Frau vor S-Bahn geschubst: Mann verweist vor Gericht auf Erinnerungslücken

München - Es waren dramatische Momente auf dem Bahnsteig der S-Bahn am Hauptbahnhof: Eine Frau (64) wurde in den Abendstunden des 9. Juni 2022 unvermittelt von einem Mann gestoßen und stürzte just in dem Moment ins Gleis, als eine S-Bahn einfuhr.
Zeugen des Sturzes gestikulierten, um den Fahrer – er erlitt einen Schock – auf die Frau aufmerksam zu machen. Tatsächlich kam die S-Bahn 15 Meter vor der Frau zum Stehen. Die hatte sich bereits in den Sicherheitsbereich neben den Gleisen unterhalb des Bahnsteigs geflüchtet.

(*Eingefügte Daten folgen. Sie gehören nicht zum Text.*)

//! Clipboard sinks for copy-to-clipboard.

use std::sync::Mutex;

use crate::EditorError;

/// Somewhere the editor's text can be copied to.
pub trait Clipboard: Send + Sync {
    fn write_text(&self, text: &str) -> Result<(), EditorError>;
}

/// The operating system clipboard.
#[derive(Debug, Clone, Copy, Default)]
pub struct SystemClipboard;

impl Clipboard for SystemClipboard {
    fn write_text(&self, text: &str) -> Result<(), EditorError> {
        let mut clipboard =
            arboard::Clipboard::new().map_err(|e| EditorError::Clipboard(e.to_string()))?;
        clipboard
            .set_text(text)
            .map_err(|e| EditorError::Clipboard(e.to_string()))
    }
}

/// An in-process clipboard, for headless use.
#[derive(Debug, Default)]
pub struct MemoryClipboard {
    contents: Mutex<Option<String>>,
}

impl MemoryClipboard {
    pub fn new() -> Self {
        Self::default()
    }

    pub fn contents(&self) -> Option<String> {
        self.contents.lock().ok().and_then(|c| c.clone())
    }
}

impl Clipboard for MemoryClipboard {
    fn write_text(&self, text: &str) -> Result<(), EditorError> {
        let mut contents = self
            .contents
            .lock()
            .map_err(|e| EditorError::Clipboard(e.to_string()))?;
        *contents = Some(text.to_string());
        Ok(())
    }
}
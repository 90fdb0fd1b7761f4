//! In-process JavaScript evaluation on QuickJS.

use std::cell::RefCell;
use std::rc::Rc;

use rquickjs::function::{Rest, This};
use rquickjs::{
    Array, CatchResultExt, CaughtError, Context, Ctx, Function, Object, Runtime, Type, Value,
};

use crate::engine::{ExecutionResult, JS_ERROR_PREFIX, NO_OUTPUT_MESSAGE};
use crate::{Error, Result};

/// Nesting depth past which objects print as `[Object]` / `[Array]`
const MAX_INSPECT_DEPTH: usize = 5;

const CONSOLE_METHODS: [&str; 5] = ["log", "info", "warn", "error", "debug"];

/// Where `console.*` calls end up.
///
/// While a [`ConsoleCapture`] is active lines are buffered; otherwise they go
/// to the log.
#[derive(Clone, Default)]
struct ConsoleSink {
    captured: Rc<RefCell<Option<Vec<String>>>>,
}

impl ConsoleSink {
    fn write(&self, method: &str, line: String) {
        match self.captured.borrow_mut().as_mut() {
            Some(buffer) => buffer.push(line),
            None => tracing::info!(target: "playdoc::console", method, "{}", line),
        }
    }

    fn is_capturing(&self) -> bool {
        self.captured.borrow().is_some()
    }
}

/// Redirects console output into a buffer until dropped.
///
/// Whatever was in place before is restored on drop, on every exit path.
struct ConsoleCapture<'a> {
    sink: &'a ConsoleSink,
    previous: Option<Vec<String>>,
}

impl<'a> ConsoleCapture<'a> {
    fn begin(sink: &'a ConsoleSink) -> Self {
        let previous = sink.captured.replace(Some(Vec::new()));
        Self { sink, previous }
    }

    /// Stop capturing and return the captured lines.
    fn finish(self) -> Vec<String> {
        self.sink.captured.borrow_mut().take().unwrap_or_default()
    }
}

impl Drop for ConsoleCapture<'_> {
    fn drop(&mut self) {
        *self.sink.captured.borrow_mut() = self.previous.take();
    }
}

/// A QuickJS runtime evaluating snippets for one session.
///
/// Every evaluation gets a fresh global scope, so re-running a snippet that
/// declares `let x` does not collide with the previous run.
pub struct JsHost {
    runtime: Runtime,
    console: ConsoleSink,
}

impl JsHost {
    pub fn new() -> Result<Self> {
        let runtime = Runtime::new().map_err(|e| Error::JavaScript(e.to_string()))?;
        Ok(Self {
            runtime,
            console: ConsoleSink::default(),
        })
    }

    /// Evaluate `source` and normalize what it printed or produced.
    pub fn evaluate(&self, source: &str) -> ExecutionResult {
        let context = match Context::full(&self.runtime) {
            Ok(context) => context,
            Err(e) => return ExecutionResult::error(format!("{JS_ERROR_PREFIX}{e}")),
        };

        let capture = ConsoleCapture::begin(&self.console);

        let outcome: std::result::Result<Option<String>, String> = context.with(|ctx| {
            install_console(&ctx, &self.console).map_err(|e| e.to_string())?;
            match ctx.eval::<Value, _>(source).catch(&ctx) {
                Ok(value) if value.is_undefined() => Ok(None),
                Ok(value) => Ok(Some(format_arg(&value))),
                Err(err) => Err(describe(err)),
            }
        });

        // Promise callbacks still print into the capture
        self.drain_jobs();

        let mut lines = capture.finish();

        match outcome {
            Ok(value) => {
                if lines.is_empty() {
                    lines.extend(value);
                }
                for line in &lines {
                    tracing::debug!(target: "playdoc::console", "{}", line);
                }
                if lines.is_empty() {
                    ExecutionResult::success(NO_OUTPUT_MESSAGE)
                } else {
                    ExecutionResult::success(lines.join("\n"))
                }
            }
            Err(message) => ExecutionResult::error(format!("{JS_ERROR_PREFIX}{message}")),
        }
    }

    fn drain_jobs(&self) {
        loop {
            match self.runtime.execute_pending_job() {
                Ok(true) => continue,
                Ok(false) => break,
                Err(_) => tracing::debug!("pending javascript job threw"),
            }
        }
    }
}

fn install_console<'js>(ctx: &Ctx<'js>, sink: &ConsoleSink) -> rquickjs::Result<()> {
    let console = Object::new(ctx.clone())?;
    for method in CONSOLE_METHODS {
        let sink = sink.clone();
        let func = Function::new(ctx.clone(), move |args: Rest<Value<'js>>| {
            let line = args.0.iter().map(format_arg).collect::<Vec<_>>().join(" ");
            sink.write(method, line);
        })?;
        console.set(method, func)?;
    }
    ctx.globals().set("console", console)
}

fn describe(err: CaughtError<'_>) -> String {
    match err {
        CaughtError::Exception(exception) => exception.message().unwrap_or_default(),
        CaughtError::Value(value) => format_arg(&value),
        CaughtError::Error(e) => e.to_string(),
    }
}

fn is_primitive(value: &Value<'_>) -> bool {
    matches!(
        value.type_of(),
        Type::Uninitialized
            | Type::Undefined
            | Type::Null
            | Type::Bool
            | Type::Int
            | Type::Float
            | Type::String
            | Type::Symbol
            | Type::BigInt
    )
}

/// Format one console argument: primitives by string conversion, everything
/// else through [`inspect`].
pub fn format_arg(value: &Value<'_>) -> String {
    if is_primitive(value) {
        js_string(value)
    } else {
        inspect(value)
    }
}

/// Structural, object-inspect style rendering of a value.
///
/// `{ a: 1, b: 'x' }`, `[ 1, 2 ]`, `[Function: f]`, `[Error: boom]`,
/// `Map (1) {'a' => 1}`, `Set (2) {1, 2}`. Dates and regular expressions
/// print as their string form.
pub fn inspect(value: &Value<'_>) -> String {
    inspect_at(value, 0)
}

fn inspect_at(value: &Value<'_>, depth: usize) -> String {
    match value.type_of() {
        Type::String => quote(&js_string(value)),
        Type::BigInt => format!("{}n", js_string(value)),
        Type::Function | Type::Constructor => {
            let name = value
                .as_object()
                .and_then(|o| o.get::<_, String>("name").ok())
                .filter(|n| !n.is_empty());
            match name {
                Some(name) => format!("[Function: {name}]"),
                None => "[Function (anonymous)]".to_string(),
            }
        }
        Type::Exception => format!("[{}]", js_string(value)),
        Type::Array => {
            if depth >= MAX_INSPECT_DEPTH {
                return "[Array]".to_string();
            }
            let Some(array) = value.as_array() else {
                return js_string(value);
            };
            let items: Vec<String> = array
                .iter::<Value>()
                .map(|item| match item {
                    Ok(item) => inspect_at(&item, depth + 1),
                    Err(_) => "undefined".to_string(),
                })
                .collect();
            if items.is_empty() {
                "[]".to_string()
            } else {
                format!("[ {} ]", items.join(", "))
            }
        }
        Type::Object => {
            match builtin_tag(value).as_deref() {
                Some("Date" | "RegExp") => return js_string(value),
                Some(tag @ ("Map" | "Set")) => return inspect_collection(tag, value, depth),
                _ => {}
            }
            if depth >= MAX_INSPECT_DEPTH {
                return "[Object]".to_string();
            }
            let Some(object) = value.as_object() else {
                return js_string(value);
            };
            let entries: Vec<String> = object
                .props::<String, Value>()
                .filter_map(|prop| prop.ok())
                .map(|(key, v)| format!("{}: {}", format_key(&key), inspect_at(&v, depth + 1)))
                .collect();
            if entries.is_empty() {
                "{}".to_string()
            } else {
                format!("{{ {} }}", entries.join(", "))
            }
        }
        _ => js_string(value),
    }
}

/// `Map`, `Set`, `Date`... from `Object.prototype.toString`.
fn builtin_tag(value: &Value<'_>) -> Option<String> {
    let to_string: Function = value
        .ctx()
        .globals()
        .get::<_, Object>("Object")
        .and_then(|object| object.get::<_, Object>("prototype"))
        .and_then(|prototype| prototype.get("toString"))
        .ok()?;
    let tag: String = to_string.call((This(value.clone()),)).ok()?;
    tag.strip_prefix("[object ")?
        .strip_suffix(']')
        .map(str::to_string)
}

/// `Map (n) {k => v, ...}` or `Set (n) {a, ...}`, walked through `Array.from`.
fn inspect_collection(tag: &str, value: &Value<'_>, depth: usize) -> String {
    if depth >= MAX_INSPECT_DEPTH {
        return format!("[{tag}]");
    }
    let items: Option<Array> = value
        .ctx()
        .globals()
        .get::<_, Object>("Array")
        .and_then(|array| array.get::<_, Function>("from"))
        .and_then(|from| from.call((value.clone(),)))
        .ok();
    let Some(items) = items else {
        return js_string(value);
    };

    let entries: Vec<String> = items
        .iter::<Value>()
        .filter_map(|item| item.ok())
        .map(|item| match (tag, item.as_array()) {
            ("Map", Some(pair)) => {
                let key = pair.get::<Value>(0).map(|k| inspect_at(&k, depth + 1));
                let v = pair.get::<Value>(1).map(|v| inspect_at(&v, depth + 1));
                format!(
                    "{} => {}",
                    key.unwrap_or_else(|_| "undefined".to_string()),
                    v.unwrap_or_else(|_| "undefined".to_string())
                )
            }
            _ => inspect_at(&item, depth + 1),
        })
        .collect();
    format!("{tag} ({}) {{{}}}", entries.len(), entries.join(", "))
}

/// `String(value)`, as the page would compute it.
fn js_string(value: &Value<'_>) -> String {
    value
        .ctx()
        .globals()
        .get::<_, Function>("String")
        .and_then(|string| string.call::<_, String>((value.clone(),)))
        .unwrap_or_else(|_| "[unprintable]".to_string())
}

fn quote(s: &str) -> String {
    format!("'{}'", s.replace('\\', "\\\\").replace('\'', "\\'"))
}

fn format_key(key: &str) -> String {
    let mut chars = key.chars();
    let identifier = chars
        .next()
        .is_some_and(|c| c.is_ascii_alphabetic() || c == '_' || c == '$')
        && chars.all(|c| c.is_ascii_alphanumeric() || c == '_' || c == '$');
    if identifier {
        key.to_string()
    } else {
        quote(key)
    }
}

impl std::fmt::Debug for JsHost {
    fn fmt(&self, f: &mut std::fmt::Formatter<'_>) -> std::fmt::Result {
        f.debug_struct("JsHost")
            .field("capturing", &self.console.is_capturing())
            .finish_non_exhaustive()
    }
}

#[cfg(test)]
mod tests {
    use super::*;

    fn eval(source: &str) -> ExecutionResult {
        JsHost::new().unwrap().evaluate(source)
    }

    #[test]
    fn test_expression_value_becomes_output() {
        let result = eval("1 + 2");
        assert_eq!(result.output, "3");
        assert!(!result.is_error);
    }

    #[test]
    fn test_console_log_is_captured() {
        let result = eval("console.log(\"hi\")");
        assert_eq!(result.output, "hi");
        assert!(!result.is_error);
    }

    #[test]
    fn test_thrown_error_sets_flag() {
        let result = eval("throw new Error(\"boom\")");
        assert!(result.is_error);
        assert!(result.output.contains("boom"));
        assert_eq!(result.output, "Error: boom");
    }

    #[test]
    fn test_thrown_non_error_value() {
        let result = eval("throw 'plain'");
        assert!(result.is_error);
        assert_eq!(result.output, "Error: plain");
    }

    #[test]
    fn test_collections_show_their_entries() {
        assert_eq!(eval("new Map([['a', 1], ['b', [2]]])").output, "Map (2) {'a' => 1, 'b' => [ 2 ]}");
        assert_eq!(eval("new Set([1, 'x'])").output, "Set (2) {1, 'x'}");
        assert_eq!(eval("console.log('m', new Map())").output, "m Map (0) {}");
        assert_eq!(eval("({ tags: new Set(['t']) })").output, "{ tags: Set (1) {'t'} }");
    }

    #[test]
    fn test_dates_and_regexps_print_as_strings() {
        let date = eval("new Date(0)").output;
        assert!(date.contains("1970") || date.contains("1969"), "{date}");
        assert_ne!(date, "{}");
        assert_eq!(eval("/a+b/g").output, "/a+b/g");
        assert_eq!(eval("new Date(NaN)").output, "Invalid Date");
    }

    #[test]
    fn test_no_output() {
        let result = eval("let x = 1;");
        assert_eq!(result.output, NO_OUTPUT_MESSAGE);
        assert!(!result.is_error);
    }

    #[test]
    fn test_console_output_wins_over_value() {
        let result = eval("console.log('a'); console.warn('b', 2); 42");
        assert_eq!(result.output, "a\nb 2");
    }

    #[test]
    fn test_arguments_are_inspected() {
        let result = eval("console.log('obj', { a: 1, b: 'x' }, [1, [2]], null, undefined)");
        assert_eq!(result.output, "obj { a: 1, b: 'x' } [ 1, [ 2 ] ] null undefined");
    }

    #[test]
    fn test_object_result_is_inspected() {
        assert_eq!(eval("({ 'a-b': [], c: {} })").output, "{ 'a-b': [], c: {} }");
        assert_eq!(eval("function f() {}; f").output, "[Function: f]");
        assert_eq!(eval("new Error('x')").output, "[Error: x]");
    }

    #[test]
    fn test_deep_nesting_is_elided() {
        let result = eval("({ a: { b: { c: { d: { e: { f: 1 } } } } } })");
        assert_eq!(result.output, "{ a: { b: { c: { d: { e: [Object] } } } } }");
    }

    #[test]
    fn test_runs_do_not_share_globals() {
        let host = JsHost::new().unwrap();
        assert_eq!(host.evaluate("let a = 1; a").output, "1");
        assert_eq!(host.evaluate("let a = 2; a").output, "2");
    }

    #[test]
    fn test_capture_is_released_after_error() {
        let host = JsHost::new().unwrap();
        let result = host.evaluate("console.log('before'); throw new Error('x')");
        assert_eq!(result.output, "Error: x");
        assert!(!host.console.is_capturing());
    }

    #[test]
    fn test_promise_callbacks_are_captured() {
        let result = eval("Promise.resolve(5).then(v => console.log('got', v)); undefined");
        assert_eq!(result.output, "got 5");
    }
}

Angeklagter spricht vor Gericht von Erinnerungslücken
Beschuldigt wird ein 27-Jähriger, der laut Antragsschrift an paranoider Schizophrenie leidet und daher nicht schuldfähig gewesen sei. Er war bereits kurz nach der Tat festgenommen, und weil er sich auffällig verhielt, zur einstweiligen Unterbringung in die Psychiatrie gebracht worden. Seinen Aufenthalt dort will Staatsanwältin Johanna Heidrich verlängern und ihn dauerhaft unterbringen. Sie hält den Mann für eine Gefahr.
Vor Gericht macht der 27-Jährige beim Prozessauftakt am Montag Erinnerungslücken geltend. Seine Verteidigerin Birgit Schwerdt erklärt, dass sie mehrmals versucht habe, mit ihrem Mandanten den Tatablauf zu rekonstruieren. Das habe nicht funktioniert, er könne sich nicht erinnern. Trotzdem wolle er sich bei seinem Opfer entschuldigen.
Die Ermittler schildern die Tat so: Zunächst war dem Beschuldigten an jenem Abend ein Rauhaardackel auf dem Bahnsteig im Weg. Mit einem Tritt gegen den Hals des Tieres verletzte er die Hündin. Laut Antragsschrift erlitt das Tier Schmerzen und ein Kehlkopftrauma. Doch der Beschuldigte sei ohne jede emotionale Regung weitergegangen.
Opfer lehnt Entschuldigung des Angeklagten ab
Am Ende des Bahnsteigs traf er auf die 64-Jährige, die dort mit ihrem Lebensgefährten stand. "Ich habe zwei Hände auf meinen Schultern gespürt", erinnert sie sich am Montag im Zeugenstand. Im nächsten Moment habe sie im Gleis gelegen. Die S-Bahn konnte rechtzeitig stoppen, dann hätten sich ihr viele Hände entgegengestreckt, um sie wieder auf den Bahnsteig zu hieven, erinnert sich die 64-jährige Münchnerin.
Doch der Sturz hatte Folgen für sie. Seit damals leide sie unter Schmerzen. Außerdem habe sie psychische Probleme infolge des Angriffs. "Dieses mulmige Gefühl, dass wieder was ist", begleite sie zum Beispiel an belebten Kreuzungen. Eine Entschuldigung des Mannes lehnt sie ab. Sie wolle nicht mit ihm sprechen.
Der 27-Jährige erklärt am Montag, er nehme wegen seiner Krankheit Medikamente, die ihn vergesslich machten. Krankheitsbedingt sei er zuvor mehrmals in Behandlung gewesen. Seine Betreuerin gibt gegenüber dem Gericht an, er nehme seine Medikamente nur im Krankenhaus, ansonsten lehne er die Einnahme ab. Er halte sich nicht für krank. Gegenüber einer psychiatrischen Gutachterin hatte er unter anderem erklärt, er nehme "zwei Seelen" wahr, die ihn beobachteten und mit ihm sprächen. Der Prozess wird fortgesetzt.